Editor Ravi Belagere and ex-employee Sunil Heggaravalli trade allegations of an affair and murder.

WrittenBy:Team 101Reporters
Date:
Article image

Bangalore-based editor Ravi Belagere, whose articles against Karnataka MLAs had him staring at a jail term last year, is now accused of misusing his tabloid – Hai Bangalore! – to defame a senior employee of the publication.

subscription-appeal-image

Support Independent Media

The media must be free and fair, uninfluenced by corporate or state interests. That's why you, the public, need to pay to keep news free.

Contribute

In June last year, Belagere, 59, was one of the two editors whom the Karnataka Assembly had slapped with a year-long jail term and Rs 10,000 fine (or another six months in jail) for publishing slanderous articles against MLAs.

Weekly Kannada tabloid Hai Bangalore! is known as much for carrying juicy stories about scandals, affairs, crime, politics etc, as it is for its caustic tone and rhetoric-ridden opinion articles.

Now, ex-employee Sunil Heggaravalli, 40, has filed a petition in the sessions court seeking that no defamatory article is published about him and his family. The December 28 edition of the tabloid had ran a cover story with the headline ‘Her husband beat her naked – Sunil Heggaravalli’s evil story’, with Heggaravalli’s photo plastered on it. The previous edition too had a story dissing him.

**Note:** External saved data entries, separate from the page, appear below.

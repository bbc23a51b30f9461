//! Prompt text sent to the vision provider.

/// Reply the OCR prompt asks for when an image holds no text.
pub const NO_TEXT_SENTINEL: &str = "NO_TEXT";

pub const OCR_SYSTEM: &str = "You are an OCR engine. You transcribe text exactly as it appears \
and never add commentary, descriptions, or formatting.";

pub const OCR_PROMPT: &str = "Transcribe all text visible in this image in natural reading order, \
one line per line of text. Output only the transcribed text. \
If the image contains no readable text, reply with exactly NO_TEXT.";

pub const THEMES_SYSTEM: &str = "You are a visual content analyst for a creative review platform. \
You answer with JSON only.";

pub const THEMES_PROMPT: &str = r#"Describe the visual themes of this image as JSON with these keys:
{
  "subjects": [main subjects or objects],
  "vibes": [mood or tone words],
  "notableElements": [distinctive design or composition elements],
  "colors": [dominant colors],
  "keywords": [other short search keywords]
}
Use 0-5 short lowercase entries (1-3 words) per key. Return ONLY the JSON object."#;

Heggaravalli’s lawyer Harish Kumar MT said the petition will be accepted after both parties put forward their arguments in court on January 10. Belagere has filed a vakalat (advocacy) in the court, objecting to Heggaravalli’s petition.

Belagere, also the publisher of Hai Bangalore!, spent about half of December behind bars on the charges of hiring a contract killer to eliminate Heggaravalli. The charge against him is that he had hired a sharpshooter, Shashidhar Mundewadi, to kill his former colleague.

Who spilt the beans?

In the first week of December, an investigation into the murder of Bangalore-based journalist Gauri Lankesh led police to a gun dealer, who was arrested. While the dealer said he had nothing to do with the murder of Lankesh, he confessed to supplying weapons to Mundewadi. The police swiftly nabbed Mundewadi, who spilled the beans about Belagere reportedly hiring him to kill Heggaravalli.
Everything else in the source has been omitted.